Record set:

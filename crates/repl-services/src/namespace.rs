//! Namespace index and the `in-ns` op.

use std::collections::BTreeMap;
use std::sync::Arc;

use repl_protocol::{Descriptor, OpDoc, Ops, Status};
use repl_server::{Extension, Next, OpError, Request};
use serde::{Deserialize, Serialize};
use tracing::debug;

/// Session state key holding the session's current namespace.
pub const CURRENT_NS_KEY: &str = "ns";

#[derive(Debug, Clone, Copy, PartialEq, Eq, Serialize, Deserialize)]
#[serde(rename_all = "kebab-case")]
pub enum SymbolKind {
    Function,
    Macro,
    Var,
    SpecialForm,
}

#[derive(Debug, Clone, PartialEq, Eq, Serialize, Deserialize)]
pub struct Symbol {
    pub name: String,
    pub kind: SymbolKind,
}

impl Symbol {
    pub fn new(name: impl Into<String>, kind: SymbolKind) -> Self {
        Self {
            name: name.into(),
            kind,
        }
    }
}

/// Symbols known per namespace. Symbols are kept sorted by name.
#[derive(Debug, Clone, Default)]
pub struct NamespaceIndex {
    namespaces: BTreeMap<String, Vec<Symbol>>,
}

impl NamespaceIndex {
    pub fn new() -> Self {
        Self::default()
    }

    /// The built-in index: a `core` namespace of common sequence and
    /// control functions.
    pub fn core() -> Self {
        use SymbolKind::*;

        let symbols = [
            ("apply", Function),
            ("assoc", Function),
            ("concat", Function),
            ("cond", Macro),
            ("conj", Function),
            ("def", SpecialForm),
            ("defn", Macro),
            ("dissoc", Function),
            ("filter", Function),
            ("filterv", Function),
            ("first", Function),
            ("fn", SpecialForm),
            ("get", Function),
            ("if", SpecialForm),
            ("into", Function),
            ("keep", Function),
            ("let", SpecialForm),
            ("map", Function),
            ("map-indexed", Function),
            ("mapcat", Function),
            ("mapv", Function),
            ("max", Function),
            ("merge", Function),
            ("min", Function),
            ("reduce", Function),
            ("remove", Function),
            ("rest", Function),
            ("when", Macro),
            ("*ns*", Var),
        ];

        Self::new().with_namespace(
            "core",
            symbols.into_iter().map(|(name, kind)| Symbol::new(name, kind)),
        )
    }

    pub fn with_namespace(
        mut self,
        name: impl Into<String>,
        symbols: impl IntoIterator<Item = Symbol>,
    ) -> Self {
        self.insert(name, symbols);
        self
    }

    /// Add or replace a namespace.
    pub fn insert(&mut self, name: impl Into<String>, symbols: impl IntoIterator<Item = Symbol>) {
        let mut symbols: Vec<Symbol> = symbols.into_iter().collect();
        symbols.sort_by(|a, b| a.name.cmp(&b.name));
        symbols.dedup_by(|a, b| a.name == b.name);
        self.namespaces.insert(name.into(), symbols);
    }

    pub fn get(&self, name: &str) -> Option<&[Symbol]> {
        self.namespaces.get(name).map(Vec::as_slice)
    }

    pub fn contains(&self, name: &str) -> bool {
        self.namespaces.contains_key(name)
    }

    pub fn names(&self) -> impl Iterator<Item = &str> {
        self.namespaces.keys().map(String::as_str)
    }
}

/// `in-ns`: set the session's current namespace.
pub struct InNsExtension {
    index: Arc<NamespaceIndex>,
}

impl InNsExtension {
    pub fn new(index: Arc<NamespaceIndex>) -> Self {
        Self { index }
    }
}

impl Extension for InNsExtension {
    fn descriptor(&self) -> Descriptor {
        Descriptor::new().requires(Ops::CLONE).handles(
            Ops::IN_NS,
            OpDoc::new("Switch the session's current namespace.")
                .requires("ns", "Namespace to switch to.")
                .returns("ns", "The session's current namespace."),
        )
    }

    async fn handle(&self, req: &mut Request, _next: Next<'_>) -> Result<(), OpError> {
        let ns = req.require_str("ns")?.to_owned();
        if !self.index.contains(&ns) {
            req.send(
                req.response()
                    .with_status([Status::DONE, Status::ERROR, Status::NAMESPACE_NOT_FOUND])
                    .with_field("ns", ns),
            );
            return Ok(());
        }

        debug!("Session {} switched to namespace {ns}", req.session().id());
        req.session().set(CURRENT_NS_KEY, ns.clone());
        req.send(req.response().with_status([Status::DONE]).with_field("ns", ns));
        Ok(())
    }
}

Directions:
Set all of the material down once more, unchanged.

Output for this task:
filename crates/repl-services/src/namespace.rs
//! Namespace index and the `in-ns` op.

use std::collections::BTreeMap;
use std::sync::Arc;

use repl_protocol::{Descriptor, OpDoc, Ops, Status};
use repl_server::{Extension, Next, OpError, Request};
use serde::{Deserialize, Serialize};
use tracing::debug;

/// Session state key holding the session's current namespace.
pub const CURRENT_NS_KEY: &str = "ns";

#[derive(Debug, Clone, Copy, PartialEq, Eq, Serialize, Deserialize)]
#[serde(rename_all = "kebab-case")]
pub enum SymbolKind {
    Function,
    Macro,
    Var,
    SpecialForm,
}

#[derive(Debug, Clone, PartialEq, Eq, Serialize, Deserialize)]
pub struct Symbol {
    pub name: String,
    pub kind: SymbolKind,
}

impl Symbol {
    pub fn new(name: impl Into<String>, kind: SymbolKind) -> Self {
        Self {
            name: name.into(),
            kind,
        }
    }
}

/// Symbols known per namespace. Symbols are kept sorted by name.
#[derive(Debug, Clone, Default)]
pub struct NamespaceIndex {
    namespaces: BTreeMap<String, Vec<Symbol>>,
}

impl NamespaceIndex {
    pub fn new() -> Self {
        Self::default()
    }

    /// The built-in index: a `core` namespace of common sequence and
    /// control functions.
    pub fn core() -> Self {
        use SymbolKind::*;

        let symbols = [
            ("apply", Function),
            ("assoc", Function),
            ("concat", Function),
            ("cond", Macro),
            ("conj", Function),
            ("def", SpecialForm),
            ("defn", Macro),
            ("dissoc", Function),
            ("filter", Function),
            ("filterv", Function),
            ("first", Function),
            ("fn", SpecialForm),
            ("get", Function),
            ("if", SpecialForm),
            ("into", Function),
            ("keep", Function),
            ("let", SpecialForm),
            ("map", Function),
            ("map-indexed", Function),
            ("mapcat", Function),
            ("mapv", Function),
            ("max", Function),
            ("merge", Function),
            ("min", Function),
            ("reduce", Function),
            ("remove", Function),
            ("rest", Function),
            ("when", Macro),
            ("*ns*", Var),
        ];

        Self::new().with_namespace(
            "core",
            symbols.into_iter().map(|(name, kind)| Symbol::new(name, kind)),
        )
    }

    pub fn with_namespace(
        mut self,
        name: impl Into<String>,
        symbols: impl IntoIterator<Item = Symbol>,
    ) -> Self {
        self.insert(name, symbols);
        self
    }

    /// Add or replace a namespace.
    pub fn insert(&mut self, name: impl Into<String>, symbols: impl IntoIterator<Item = Symbol>) {
        let mut symbols: Vec<Symbol> = symbols.into_iter().collect();
        symbols.sort_by(|a, b| a.name.cmp(&b.name));
        symbols.dedup_by(|a, b| a.name == b.name);
        self.namespaces.insert(name.into(), symbols);
    }

    pub fn get(&self, name: &str) -> Option<&[Symbol]> {
        self.namespaces.get(name).map(Vec::as_slice)
    }

    pub fn contains(&self, name: &str) -> bool {
        self.namespaces.contains_key(name)
    }

    pub fn names(&self) -> impl Iterator<Item = &str> {
        self.namespaces.keys().map(String::as_str)
    }
}

/// `in-ns`: set the session's current namespace.
pub struct InNsExtension {
    index: Arc<NamespaceIndex>,
}

impl InNsExtension {
    pub fn new(index: Arc<NamespaceIndex>) -> Self {
        Self { index }
    }
}

impl Extension for InNsExtension {
    fn descriptor(&self) -> Descriptor {
        Descriptor::new().requires(Ops::CLONE).handles(
            Ops::IN_NS,
            OpDoc::new("Switch the session's current namespace.")
                .requires("ns", "Namespace to switch to.")
                .returns("ns", "The session's current namespace."),
        )
    }

    async fn handle(&self, req: &mut Request, _next: Next<'_>) -> Result<(), OpError> {
        let ns = req.require_str("ns")?.to_owned();
        if !self.index.contains(&ns) {
            req.send(
                req.response()
                    .with_status([Status::DONE, Status::ERROR, Status::NAMESPACE_NOT_FOUND])
                    .with_field("ns", ns),
            );
            return Ok(());
        }

        debug!("Session {} switched to namespace {ns}", req.session().id());
        req.session().set(CURRENT_NS_KEY, ns.clone());
        req.send(req.response().with_status([Status::DONE]).with_field("ns", ns));
        Ok(())
    }
}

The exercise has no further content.